→ **TASK DATA**
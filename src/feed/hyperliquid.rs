//! Hyperliquid feed.
//!
//! Prices arrive on the `allMids` subscription (mid price stands in for mark
//! price; the venue publishes no separate mark stream). Funding rates change
//! hourly and are not on the socket at all, so a REST poll against
//! `metaAndAssetCtxs` refreshes them once a minute. Funding settles every
//! hour on the hour; the hourly rate is stored exactly as observed with
//! `funding_interval_hours = 1`, since comparability across venues is the
//! normalizer's job, not a rescale here.

use std::sync::atomic::{AtomicBool, Ordering};
use std::sync::Arc;
use std::time::Duration;

use futures_util::{SinkExt, StreamExt};
use tokio::time::interval;
use tokio_tungstenite::{connect_async, tungstenite::Message};
use tracing::{debug, warn};

use crate::config::{
    HYPERLIQUID_FUNDING_POLL_SECS, HYPERLIQUID_INFO_URL, HYPERLIQUID_PING_INTERVAL_SECS,
    HYPERLIQUID_RECONNECT_BASE_MS, HYPERLIQUID_RECONNECT_CAP_MS, HYPERLIQUID_WS_URL,
};
use crate::error::Result;
use crate::feed::{now_ms, supervise, Backoff, Shutdown, VenueFeed};
use crate::state::SnapshotStore;
use crate::types::{InstrumentSnapshot, Venue};

const MS_PER_HOUR: i64 = 3_600_000;

/// Parse an `allMids` push into `(symbol, mid)` pairs. Keys starting with
/// `@` are spot index ids, not perp symbols, and are skipped.
pub fn parse_all_mids_frame(raw: &str) -> Vec<(String, f64)> {
    let Ok(value) = serde_json::from_str::<serde_json::Value>(raw) else {
        return Vec::new();
    };
    if value.get("channel").and_then(|c| c.as_str()) != Some("allMids") {
        return Vec::new();
    }
    let Some(mids) = value
        .get("data")
        .and_then(|d| d.get("mids"))
        .and_then(|m| m.as_object())
    else {
        return Vec::new();
    };

    mids.iter()
        .filter(|(symbol, _)| !symbol.starts_with('@'))
        .filter_map(|(symbol, price)| {
            let price = price.as_str()?.parse::<f64>().ok()?;
            Some((symbol.clone(), price))
        })
        .collect()
}

/// Extract `(symbol, hourly rate percent)` pairs from a `metaAndAssetCtxs`
/// response: `[{universe: [{name}, ...]}, [{funding}, ...]]`, index-aligned.
pub fn parse_funding_contexts(value: &serde_json::Value) -> Vec<(String, f64)> {
    let Some(parts) = value.as_array() else { return Vec::new() };
    let (Some(meta), Some(contexts)) = (parts.first(), parts.get(1)) else {
        return Vec::new();
    };
    let Some(universe) = meta.get("universe").and_then(|u| u.as_array()) else {
        return Vec::new();
    };
    let Some(contexts) = contexts.as_array() else { return Vec::new() };

    universe
        .iter()
        .zip(contexts)
        .filter_map(|(asset, ctx)| {
            let name = asset.get("name")?.as_str()?;
            let rate_fraction = ctx.get("funding")?.as_str()?.parse::<f64>().ok()?;
            Some((name.to_string(), rate_fraction * 100.0))
        })
        .collect()
}

/// Hyperliquid settles funding on the hour; the next settlement is the next
/// full hour after `now`.
pub fn next_top_of_hour(now_ms: i64) -> i64 {
    (now_ms / MS_PER_HOUR + 1) * MS_PER_HOUR
}

pub struct HyperliquidFeed {
    store: Arc<SnapshotStore>,
    running: AtomicBool,
    shutdown: Arc<Shutdown>,
    connected: Arc<AtomicBool>,
}

impl HyperliquidFeed {
    pub fn new() -> Arc<Self> {
        Arc::new(Self {
            store: SnapshotStore::new(),
            running: AtomicBool::new(false),
            shutdown: Shutdown::new(),
            connected: Arc::new(AtomicBool::new(false)),
        })
    }

    async fn connect_once(
        store: Arc<SnapshotStore>,
        shutdown: Arc<Shutdown>,
        connected: Arc<AtomicBool>,
    ) -> Result<()> {
        let (ws_stream, _) = connect_async(HYPERLIQUID_WS_URL).await?;
        let (mut write, mut read) = ws_stream.split();

        let sub = serde_json::json!({"method": "subscribe", "subscription": {"type": "allMids"}});
        write.send(Message::Text(sub.to_string().into())).await?;
        connected.store(true, Ordering::SeqCst);

        let mut ping_interval = interval(Duration::from_secs(HYPERLIQUID_PING_INTERVAL_SECS));
        ping_interval.tick().await; // consume immediate first tick

        loop {
            tokio::select! {
                msg = read.next() => {
                    match msg {
                        Some(Ok(Message::Text(text))) => {
                            handle_mids_frame(&store, &text);
                        }
                        Some(Ok(Message::Ping(data))) => {
                            write.send(Message::Pong(data)).await?;
                        }
                        Some(Ok(Message::Close(_))) | None => return Ok(()),
                        Some(Err(e)) => return Err(e.into()),
                        Some(Ok(_)) => {}
                    }
                }
                _ = ping_interval.tick() => {
                    write.send(Message::Text(r#"{"method":"ping"}"#.to_string().into())).await?;
                }
                _ = shutdown.notified() => return Ok(()),
            }
        }
    }

    /// REST poll keeping funding rates fresh. Runs independently of the
    /// socket: a venue whose stream is down but whose REST API answers still
    /// degrades to stale-price rather than no-funding data.
    async fn funding_poll(store: Arc<SnapshotStore>, shutdown: Arc<Shutdown>) {
        let client = match reqwest::Client::builder().timeout(Duration::from_secs(10)).build() {
            Ok(c) => c,
            Err(e) => {
                warn!("hyperliquid funding poll disabled, cannot build HTTP client: {e}");
                return;
            }
        };

        let mut poll_interval = interval(Duration::from_secs(HYPERLIQUID_FUNDING_POLL_SECS));
        loop {
            tokio::select! {
                _ = poll_interval.tick() => {}
                _ = shutdown.notified() => return,
            }

            match fetch_funding(&client).await {
                Ok(rates) => {
                    let observed_at = now_ms();
                    let next_funding_time = next_top_of_hour(observed_at);
                    let count = rates.len();
                    for (symbol, rate_percent) in rates {
                        store.update_funding(&symbol, rate_percent, 1, next_funding_time, observed_at);
                    }
                    debug!("hyperliquid funding rates updated for {count} assets");
                }
                Err(e) => warn!("hyperliquid funding poll failed: {e}"),
            }
        }
    }
}

async fn fetch_funding(client: &reqwest::Client) -> Result<Vec<(String, f64)>> {
    let resp: serde_json::Value = client
        .post(HYPERLIQUID_INFO_URL)
        .json(&serde_json::json!({"type": "metaAndAssetCtxs"}))
        .send()
        .await?
        .json()
        .await?;
    Ok(parse_funding_contexts(&resp))
}

fn handle_mids_frame(store: &SnapshotStore, raw: &str) {
    let observed_at = now_ms();
    for (symbol, mid) in parse_all_mids_frame(raw) {
        store.update_mark_price(&symbol, mid, observed_at);
    }
}

impl VenueFeed for HyperliquidFeed {
    fn venue(&self) -> Venue {
        Venue::Hyperliquid
    }

    fn connect(&self) {
        if self
            .running
            .compare_exchange(false, true, Ordering::SeqCst, Ordering::SeqCst)
            .is_err()
        {
            return;
        }

        let poll_store = Arc::clone(&self.store);
        let poll_shutdown = Arc::clone(&self.shutdown);
        tokio::spawn(async move {
            Self::funding_poll(poll_store, poll_shutdown).await;
        });

        let store = Arc::clone(&self.store);
        let shutdown = Arc::clone(&self.shutdown);
        let connected = Arc::clone(&self.connected);
        tokio::spawn(async move {
            let backoff = Backoff::new(HYPERLIQUID_RECONNECT_BASE_MS, HYPERLIQUID_RECONNECT_CAP_MS);
            let shutdown_loop = Arc::clone(&shutdown);
            let connected_loop = Arc::clone(&connected);
            supervise(Venue::Hyperliquid, backoff, shutdown, connected, move || {
                Self::connect_once(
                    Arc::clone(&store),
                    Arc::clone(&shutdown_loop),
                    Arc::clone(&connected_loop),
                )
            })
            .await;
        });
    }

    fn get_data(&self, symbol: &str) -> Option<InstrumentSnapshot> {
        self.store.get(symbol)
    }

    fn disconnect(&self) {
        self.shutdown.trigger();
    }

    fn is_connected(&self) -> bool {
        self.connected.load(Ordering::SeqCst)
    }

    fn snapshots(&self) -> Vec<InstrumentSnapshot> {
        self.store.all()
    }
}

#[cfg(test)]
mod tests {
    use super::*;

    #[test]
    fn parses_all_mids_and_skips_spot_indexes() {
        let raw = r#"{"channel":"allMids","data":{"mids":{"BTC":"50000.5","ETH":"3000.25","@1":"12.34"}}}"#;
        let mut mids = parse_all_mids_frame(raw);
        mids.sort_by(|a, b| a.0.cmp(&b.0));
        assert_eq!(mids.len(), 2);
        assert_eq!(mids[0].0, "BTC");
        assert!((mids[0].1 - 50_000.5).abs() < 1e-9);
        assert_eq!(mids[1].0, "ETH");
    }

    #[test]
    fn other_channels_are_discarded() {
        assert!(parse_all_mids_frame(r#"{"channel":"subscriptionResponse","data":{}}"#).is_empty());
        assert!(parse_all_mids_frame(r#"{"channel":"pong"}"#).is_empty());
        assert!(parse_all_mids_frame("garbage").is_empty());
    }

    #[test]
    fn funding_contexts_align_universe_with_rates() {
        let resp: serde_json::Value = serde_json::from_str(
            r#"[
                {"universe":[{"name":"BTC"},{"name":"ETH"}]},
                [{"funding":"0.0000125","markPx":"50000"},{"funding":"-0.00002","markPx":"3000"}]
            ]"#,
        )
        .unwrap();
        let rates = parse_funding_contexts(&resp);
        assert_eq!(rates.len(), 2);
        assert_eq!(rates[0].0, "BTC");
        // Hourly fraction 0.0000125 = 0.00125 percent per hour, kept hourly.
        assert!((rates[0].1 - 0.00125).abs() < 1e-12);
        assert!((rates[1].1 - -0.002).abs() < 1e-12);
    }

    #[test]
    fn next_settlement_is_the_next_full_hour() {
        let base = 1_700_000_000_000 / MS_PER_HOUR * MS_PER_HOUR;
        assert_eq!(next_top_of_hour(base), base + MS_PER_HOUR);
        assert_eq!(next_top_of_hour(base + 1), base + MS_PER_HOUR);
        assert_eq!(next_top_of_hour(base + MS_PER_HOUR - 1), base + MS_PER_HOUR);
    }

    #[test]
    fn mids_merge_with_polled_funding() {
        let store = SnapshotStore::new();
        handle_mids_frame(&store, r#"{"channel":"allMids","data":{"mids":{"BTC":"50000"}}}"#);
        assert!(store.get("BTC").is_none());

        let observed_at = 1_700_000_000_000;
        store.update_funding("BTC", 0.00125, 1, next_top_of_hour(observed_at), observed_at);
        let snap = store.get("BTC").unwrap();
        assert_eq!(snap.funding_interval_hours, 1);
        assert!((snap.mark_price - 50_000.0).abs() < 1e-9);
    }
}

→ **PROBLEM DESCRIPTION**
Which lines of the listing above hold the word "reqwest"? Copy each of them.

→ **EXERCISE SOLUTION**
        let client = match reqwest::Client::builder().timeout(Duration::from_secs(10)).build() {
async fn fetch_funding(client: &reqwest::Client) -> Result<Vec<(String, f64)>> {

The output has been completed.